- Instructions to follow -
Where a line below includes the word "group", copy that line.

Stored data entries

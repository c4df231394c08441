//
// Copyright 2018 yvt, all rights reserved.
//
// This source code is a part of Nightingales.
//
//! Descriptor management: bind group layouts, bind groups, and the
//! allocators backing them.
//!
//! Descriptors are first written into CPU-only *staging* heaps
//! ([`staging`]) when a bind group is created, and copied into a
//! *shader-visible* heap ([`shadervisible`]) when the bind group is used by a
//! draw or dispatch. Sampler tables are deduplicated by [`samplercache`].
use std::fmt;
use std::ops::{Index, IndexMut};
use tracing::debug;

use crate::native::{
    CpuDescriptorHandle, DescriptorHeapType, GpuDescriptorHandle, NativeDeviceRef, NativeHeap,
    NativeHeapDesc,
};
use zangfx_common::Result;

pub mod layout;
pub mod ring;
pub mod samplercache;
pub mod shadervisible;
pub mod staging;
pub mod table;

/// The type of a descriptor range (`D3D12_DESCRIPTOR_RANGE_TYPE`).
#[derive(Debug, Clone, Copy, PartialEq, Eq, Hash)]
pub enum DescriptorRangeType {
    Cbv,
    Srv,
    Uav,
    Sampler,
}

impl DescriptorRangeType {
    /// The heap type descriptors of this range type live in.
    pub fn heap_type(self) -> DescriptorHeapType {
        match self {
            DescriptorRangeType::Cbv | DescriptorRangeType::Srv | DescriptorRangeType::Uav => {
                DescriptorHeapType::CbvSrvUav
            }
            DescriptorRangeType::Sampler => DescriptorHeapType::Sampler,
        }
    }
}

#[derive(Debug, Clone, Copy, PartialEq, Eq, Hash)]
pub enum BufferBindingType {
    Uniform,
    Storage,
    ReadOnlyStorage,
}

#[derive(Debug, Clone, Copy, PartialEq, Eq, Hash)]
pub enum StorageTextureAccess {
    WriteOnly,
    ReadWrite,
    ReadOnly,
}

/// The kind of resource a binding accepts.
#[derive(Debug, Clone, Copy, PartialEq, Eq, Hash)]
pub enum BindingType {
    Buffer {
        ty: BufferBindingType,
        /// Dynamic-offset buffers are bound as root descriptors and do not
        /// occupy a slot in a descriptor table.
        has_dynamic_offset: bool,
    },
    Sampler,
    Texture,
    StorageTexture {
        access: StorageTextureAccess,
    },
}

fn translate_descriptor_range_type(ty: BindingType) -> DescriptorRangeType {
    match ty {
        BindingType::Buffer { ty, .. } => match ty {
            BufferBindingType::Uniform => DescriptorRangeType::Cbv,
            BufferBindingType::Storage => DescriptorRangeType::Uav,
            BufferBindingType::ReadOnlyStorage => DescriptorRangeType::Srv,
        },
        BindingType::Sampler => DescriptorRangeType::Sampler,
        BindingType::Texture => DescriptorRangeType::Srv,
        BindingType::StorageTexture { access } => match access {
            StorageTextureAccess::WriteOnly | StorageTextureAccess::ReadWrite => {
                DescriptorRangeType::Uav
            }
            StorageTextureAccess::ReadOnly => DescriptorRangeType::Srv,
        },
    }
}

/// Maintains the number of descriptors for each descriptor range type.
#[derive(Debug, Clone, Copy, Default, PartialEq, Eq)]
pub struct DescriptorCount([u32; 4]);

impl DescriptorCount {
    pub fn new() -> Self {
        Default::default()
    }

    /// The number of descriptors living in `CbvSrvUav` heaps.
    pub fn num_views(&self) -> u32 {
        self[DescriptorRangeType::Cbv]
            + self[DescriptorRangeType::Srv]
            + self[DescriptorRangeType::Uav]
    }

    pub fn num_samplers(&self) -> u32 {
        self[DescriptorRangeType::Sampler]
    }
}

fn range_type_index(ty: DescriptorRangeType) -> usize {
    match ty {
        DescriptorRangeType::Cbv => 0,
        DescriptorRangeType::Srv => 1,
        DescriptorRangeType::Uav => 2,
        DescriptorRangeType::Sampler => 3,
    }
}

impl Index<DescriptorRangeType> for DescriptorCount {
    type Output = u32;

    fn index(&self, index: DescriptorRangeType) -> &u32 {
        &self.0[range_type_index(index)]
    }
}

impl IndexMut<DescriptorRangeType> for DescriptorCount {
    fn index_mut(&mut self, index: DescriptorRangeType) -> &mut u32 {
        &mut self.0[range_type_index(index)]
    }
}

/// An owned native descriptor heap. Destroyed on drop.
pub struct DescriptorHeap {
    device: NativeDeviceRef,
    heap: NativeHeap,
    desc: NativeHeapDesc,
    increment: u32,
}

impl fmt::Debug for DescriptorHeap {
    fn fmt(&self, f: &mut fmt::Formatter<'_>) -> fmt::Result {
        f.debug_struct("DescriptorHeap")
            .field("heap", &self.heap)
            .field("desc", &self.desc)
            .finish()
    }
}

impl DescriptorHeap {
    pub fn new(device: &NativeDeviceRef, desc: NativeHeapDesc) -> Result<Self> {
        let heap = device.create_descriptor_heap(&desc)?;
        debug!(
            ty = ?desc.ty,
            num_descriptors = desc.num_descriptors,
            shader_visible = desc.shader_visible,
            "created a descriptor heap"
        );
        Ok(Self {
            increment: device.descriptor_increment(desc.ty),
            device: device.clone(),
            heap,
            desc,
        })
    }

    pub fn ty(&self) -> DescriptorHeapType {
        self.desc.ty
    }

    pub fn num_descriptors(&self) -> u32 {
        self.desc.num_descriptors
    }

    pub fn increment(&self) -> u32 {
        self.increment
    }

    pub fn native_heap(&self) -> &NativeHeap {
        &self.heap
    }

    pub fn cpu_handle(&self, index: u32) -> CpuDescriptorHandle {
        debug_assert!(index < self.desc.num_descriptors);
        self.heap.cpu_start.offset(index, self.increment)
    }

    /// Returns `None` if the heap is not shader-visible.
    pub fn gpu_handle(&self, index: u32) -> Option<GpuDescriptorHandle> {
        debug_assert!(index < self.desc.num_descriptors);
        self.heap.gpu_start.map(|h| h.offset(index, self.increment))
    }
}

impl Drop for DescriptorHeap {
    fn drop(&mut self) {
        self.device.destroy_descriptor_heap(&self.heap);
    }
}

---

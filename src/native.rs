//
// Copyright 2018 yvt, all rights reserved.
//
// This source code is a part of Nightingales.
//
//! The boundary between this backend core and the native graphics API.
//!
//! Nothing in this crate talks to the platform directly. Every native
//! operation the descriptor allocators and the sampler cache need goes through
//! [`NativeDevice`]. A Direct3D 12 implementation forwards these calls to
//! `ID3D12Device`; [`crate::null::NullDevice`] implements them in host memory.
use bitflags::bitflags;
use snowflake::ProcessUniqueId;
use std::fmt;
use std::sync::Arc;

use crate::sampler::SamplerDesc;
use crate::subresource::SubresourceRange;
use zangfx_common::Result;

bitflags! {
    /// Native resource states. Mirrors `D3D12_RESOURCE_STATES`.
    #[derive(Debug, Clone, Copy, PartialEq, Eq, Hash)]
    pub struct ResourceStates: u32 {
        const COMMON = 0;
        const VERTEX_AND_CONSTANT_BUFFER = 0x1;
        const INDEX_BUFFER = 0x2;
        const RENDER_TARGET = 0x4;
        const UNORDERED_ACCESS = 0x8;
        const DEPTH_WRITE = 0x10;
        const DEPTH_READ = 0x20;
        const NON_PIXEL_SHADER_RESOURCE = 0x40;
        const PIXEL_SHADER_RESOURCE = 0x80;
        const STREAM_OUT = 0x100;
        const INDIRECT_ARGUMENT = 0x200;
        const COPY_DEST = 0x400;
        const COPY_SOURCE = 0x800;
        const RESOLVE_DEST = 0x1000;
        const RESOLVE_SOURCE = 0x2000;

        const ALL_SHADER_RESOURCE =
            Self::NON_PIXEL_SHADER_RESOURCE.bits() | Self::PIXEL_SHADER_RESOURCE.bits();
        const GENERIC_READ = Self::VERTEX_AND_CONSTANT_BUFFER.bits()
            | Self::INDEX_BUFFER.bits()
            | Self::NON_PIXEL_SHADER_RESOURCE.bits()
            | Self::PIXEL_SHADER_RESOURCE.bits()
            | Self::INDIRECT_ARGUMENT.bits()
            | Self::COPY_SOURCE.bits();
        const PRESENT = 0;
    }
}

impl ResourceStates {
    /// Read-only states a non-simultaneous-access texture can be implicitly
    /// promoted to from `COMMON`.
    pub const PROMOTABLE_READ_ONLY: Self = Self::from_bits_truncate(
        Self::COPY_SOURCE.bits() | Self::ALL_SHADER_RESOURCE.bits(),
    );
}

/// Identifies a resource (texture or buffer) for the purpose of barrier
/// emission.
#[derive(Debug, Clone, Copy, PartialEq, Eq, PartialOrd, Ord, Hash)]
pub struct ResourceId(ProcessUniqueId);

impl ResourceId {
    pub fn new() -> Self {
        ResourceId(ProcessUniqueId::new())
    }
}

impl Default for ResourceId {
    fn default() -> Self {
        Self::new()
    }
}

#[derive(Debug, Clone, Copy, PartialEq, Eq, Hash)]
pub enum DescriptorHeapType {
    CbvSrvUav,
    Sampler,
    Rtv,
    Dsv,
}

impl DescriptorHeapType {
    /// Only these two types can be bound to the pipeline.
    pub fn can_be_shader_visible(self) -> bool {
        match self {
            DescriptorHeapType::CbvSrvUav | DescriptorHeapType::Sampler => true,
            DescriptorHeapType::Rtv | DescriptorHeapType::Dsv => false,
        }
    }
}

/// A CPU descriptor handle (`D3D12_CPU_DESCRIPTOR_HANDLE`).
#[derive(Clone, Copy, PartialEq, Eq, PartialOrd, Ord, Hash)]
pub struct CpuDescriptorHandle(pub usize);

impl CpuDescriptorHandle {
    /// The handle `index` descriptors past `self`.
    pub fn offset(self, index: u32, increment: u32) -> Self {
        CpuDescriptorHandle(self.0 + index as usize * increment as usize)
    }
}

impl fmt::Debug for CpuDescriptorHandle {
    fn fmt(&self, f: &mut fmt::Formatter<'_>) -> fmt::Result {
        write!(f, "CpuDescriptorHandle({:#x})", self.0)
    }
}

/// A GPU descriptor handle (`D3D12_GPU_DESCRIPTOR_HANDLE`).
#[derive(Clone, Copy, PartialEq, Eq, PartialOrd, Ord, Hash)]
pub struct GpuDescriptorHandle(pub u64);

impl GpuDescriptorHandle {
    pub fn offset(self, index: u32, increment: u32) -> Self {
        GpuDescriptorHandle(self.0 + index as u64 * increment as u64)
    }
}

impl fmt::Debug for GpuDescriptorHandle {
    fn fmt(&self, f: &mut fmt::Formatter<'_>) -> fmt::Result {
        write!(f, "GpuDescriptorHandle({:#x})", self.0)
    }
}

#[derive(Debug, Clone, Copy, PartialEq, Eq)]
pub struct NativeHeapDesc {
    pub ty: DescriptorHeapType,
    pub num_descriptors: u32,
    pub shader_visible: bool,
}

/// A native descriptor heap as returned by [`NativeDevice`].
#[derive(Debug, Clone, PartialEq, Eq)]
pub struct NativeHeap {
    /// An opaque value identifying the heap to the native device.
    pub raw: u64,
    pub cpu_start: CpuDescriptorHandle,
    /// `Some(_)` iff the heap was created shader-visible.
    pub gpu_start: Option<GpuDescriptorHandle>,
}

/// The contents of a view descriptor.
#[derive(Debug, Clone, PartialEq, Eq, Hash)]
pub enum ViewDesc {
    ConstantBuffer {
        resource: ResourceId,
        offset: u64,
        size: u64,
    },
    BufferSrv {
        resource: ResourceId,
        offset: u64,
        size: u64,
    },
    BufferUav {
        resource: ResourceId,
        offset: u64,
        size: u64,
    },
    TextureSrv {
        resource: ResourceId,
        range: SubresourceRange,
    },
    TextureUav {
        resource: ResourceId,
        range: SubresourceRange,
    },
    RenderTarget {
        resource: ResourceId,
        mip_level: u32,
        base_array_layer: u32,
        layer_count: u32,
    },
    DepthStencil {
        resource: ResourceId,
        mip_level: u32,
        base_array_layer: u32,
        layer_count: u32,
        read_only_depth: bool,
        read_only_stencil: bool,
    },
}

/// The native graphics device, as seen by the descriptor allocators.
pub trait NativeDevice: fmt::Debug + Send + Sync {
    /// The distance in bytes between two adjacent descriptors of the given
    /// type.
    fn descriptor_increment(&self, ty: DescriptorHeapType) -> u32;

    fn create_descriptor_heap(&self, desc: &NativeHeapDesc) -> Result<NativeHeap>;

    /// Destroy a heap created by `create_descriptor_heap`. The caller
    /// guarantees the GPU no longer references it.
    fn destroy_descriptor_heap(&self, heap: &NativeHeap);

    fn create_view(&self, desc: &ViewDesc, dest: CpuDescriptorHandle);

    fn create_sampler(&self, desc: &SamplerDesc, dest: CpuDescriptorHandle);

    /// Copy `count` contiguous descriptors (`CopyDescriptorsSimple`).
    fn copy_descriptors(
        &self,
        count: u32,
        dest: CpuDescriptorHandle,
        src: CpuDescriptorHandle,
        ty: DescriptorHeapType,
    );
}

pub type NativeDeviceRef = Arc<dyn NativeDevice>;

- Written response -
//! Descriptor management: bind group layouts, bind groups, and the
//! ([`staging`]) when a bind group is created, and copied into a
//! *shader-visible* heap ([`shadervisible`]) when the bind group is used by a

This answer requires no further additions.